(Task instructions):
Only one stretch of the records below should be repeated. It starts with the line containing "missing or empty." and goes on through the line containing "out of range.", exactly as written.

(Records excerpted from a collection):
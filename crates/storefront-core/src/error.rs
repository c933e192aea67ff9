//! # Error Types
//!
//! Domain-specific error types for storefront-core.
//!
//! ## Error Hierarchy
//! ```text
//! ┌─────────────────────────────────────────────────────────────────────────┐
//! │                         Error Types                                     │
//! │                                                                         │
//! │  storefront-core errors (this file)                                    │
//! │  ├── CoreError        - Checkout rule violations (empty cart, etc.)    │
//! │  └── ValidationError  - Input validation failures                      │
//! │                                                                         │
//! │  apps/storefront errors                                                │
//! │  ├── ConfigError / CatalogError / PaymentError                         │
//! │  └── ApiError         - What the pages see (serialized)                │
//! │                                                                         │
//! │  Flow: ValidationError → CoreError → ApiError → Page                   │
//! └─────────────────────────────────────────────────────────────────────────┘
//! ```
//!
//! Cart mutations themselves never fail. A decrement or remove of an unknown
//! product is a no-op, so nothing here describes a missing line item.

use thiserror::Error;

// =============================================================================
// Core Error
// =============================================================================

/// Core business logic errors.
#[derive(Debug, Error)]
pub enum CoreError {
    /// Checkout was requested for a cart with no line items.
    #[error("Cart is empty, nothing to check out")]
    EmptyCart,

    /// The cart total is not a payable amount.
    ///
    /// ## When This Occurs
    /// - Every line item is free, so the total is zero
    #[error("Invalid payment amount: {reason}")]
    InvalidPaymentAmount { reason: String },

    /// The cart total moved between opening and confirming a payment.
    #[error("Cart changed during checkout: expected {expected} cents, now {actual}")]
    CartChanged { expected: i64, actual: i64 },

    /// Same total, but the products or quantities differ from the ones the
    /// payment was opened for.
    #[error("Cart items changed during checkout")]
    CartItemsChanged,

    /// Validation error (wraps ValidationError).
    #[error("Validation error: {0}")]
    Validation(#[from] ValidationError),
}

// =============================================================================
// Validation Error
// =============================================================================

/// Input validation errors.
///
/// Raised once, at the boundary, when a caller builds a `NewLineItem` or
/// `ShippingDetails`. Values that pass validation can no longer break the
/// cart invariants.
#[derive(Debug, Error, PartialEq, Eq)]
pub enum ValidationError {
    /// A required field is missing or empty.
    #[error("{field} is required")]
    Required { field: String },

    /// Field value is too long.
    #[error("{field} must be at most {max} characters")]
    TooLong { field: String, max: usize },

    /// Numeric value is out of range.
    #[error("{field} must be between {min} and {max}")]
    OutOfRange { field: String, min: i64, max: i64 },
}

// =============================================================================
// Unit Tests
// =============================================================================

(Problem solution):
    /// A required field is missing or empty.
    #[error("{field} is required")]
    Required { field: String },

    /// Field value is too long.
    #[error("{field} must be at most {max} characters")]
    TooLong { field: String, max: usize },

    /// Numeric value is out of range.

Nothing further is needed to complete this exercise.